After her elder sister, Christina, became Abbess of Gandersheim in 1681, Marie Elisabeth received the consolation of a lesser appointment on 18 December 1682, as Canoness at the [[Gandersheim Abbey|Imperial free and secular [Protestant, so not under monastic vows, but nevertheless godly] foundation of Gandersheim]] She was elected dean (Dekanin) on 24 November 1685, which meant she was deputy to the abbess. However, when the abbess, her sister, died in 1693 she missed out on the top job because her cousin, Anthony Ulrich, Duke of Brunswick-Wolfenbüttel, pushed through the installation of his own younger daughter, Henriette Christine. Marie Elisabeth began to spend less time at Gandersheim, and was again ever more frequently to be found in Mecklenburg. The extent of her absences breached her duties ant the abbey: matters came to a head on 30 July 1709 when the chapter threatened to withdraw her income. The threat appears not to have been carried out, however.

In 1704 she succeeded in becoming regent (acting abbess) at Rühn Abbey, The position had been empty since the death of the previous abbess - who was also Marie Elisabeth's elder sister - in 1701. There were suggestions that Marie Elisabeth had obtained the appointment "through cunning". The appointment to the regency met with opposition from Frederick William, Duke of Mecklenburg-Schwerin, and his nephew, who had been assuming that following the death of the Abbess Juliane Sibylle in 1701 the income from Rühn should come to the duchy. The resulting dispute ended up in the Imperial Chamber Court (Reichskammergericht). The court delivered its "compromise", which effectively backed Marie Elisabeth, on 15 September 1705: she retained the regency appointment (and the income from Rühn Abbey that came with it) till 1712.

In 1712 the 42-year-old Abbess of Gandersheim, Henriette Christine of Brunswick-Wolfenbüttel, suddenly resigned on account of the birth of her illegitimate son.
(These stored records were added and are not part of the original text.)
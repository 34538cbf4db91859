#![doc = include_str!("../README.md")]
#![doc(issue_tracker_base_url = "https://github.com/bacen-insights/bacen-insights/issues/")]
#![cfg_attr(docsrs, feature(doc_auto_cfg))]
#![warn(missing_docs)]
#![forbid(unsafe_code)]

/// Raw-dump cleaning into the canonical ledger.
pub mod clean;
/// Report subsetting into the per-domain tables.
pub mod extract;
/// Chart-ready metric projections.
pub mod project;
/// Financial-metrics table with synthetic ratio rows.
pub mod ratios;

pub use clean::{NA_GROUP, clean, parse_value};
pub use extract::{CreditKind, combine_credit, extract_credit, extract_market_metrics};
pub use project::project_metrics;
pub use ratios::build_financial_metrics;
After her signed assent to her withdrawal had been secured, on 29 October 1712, the chapter unanimously elected Marie Elisabeth to succeed her on 3 November 1712. She was "enthroned" on 15 December 1712. However, Marie Elisabeth died the following Spring on 27 April 1713. Her formal investiture with the relevant regalia by the young emperor took place posthumously, on 14 November 1713. Her successor as abbess was Elisabeth of Sachsen-Meiningen.

While she was still alive the Abbess Christina had arranged for the construction of a baroque tomb for herself and her younger sister in the Stiftskirche ("foundation church", frequently identified more loosely as the "cathedral church") at Gandersheim. According to the art-historian Friedrich Schlie, the elaborate style of the tomb resembled that of the Abbess Christina's half-sister, Sophie Agnes (1625–1694), at Rühn Abbey. The inscriptions in Alexandrine verse addressed themes of death and transience, and were composed by the poet-pastor Arnold Gottfried Ballenstedt (1660–1722). Abbess Christina's earthly remains had been placed in this tomb on 3 August 1693. Marie Elisabeth's sarcophagus followed on 11 October 1713. A couple of centuries later, in 1892, Frederick Francis III, Grand Duke of Mecklenburg-Schwerin, had the tomb restored.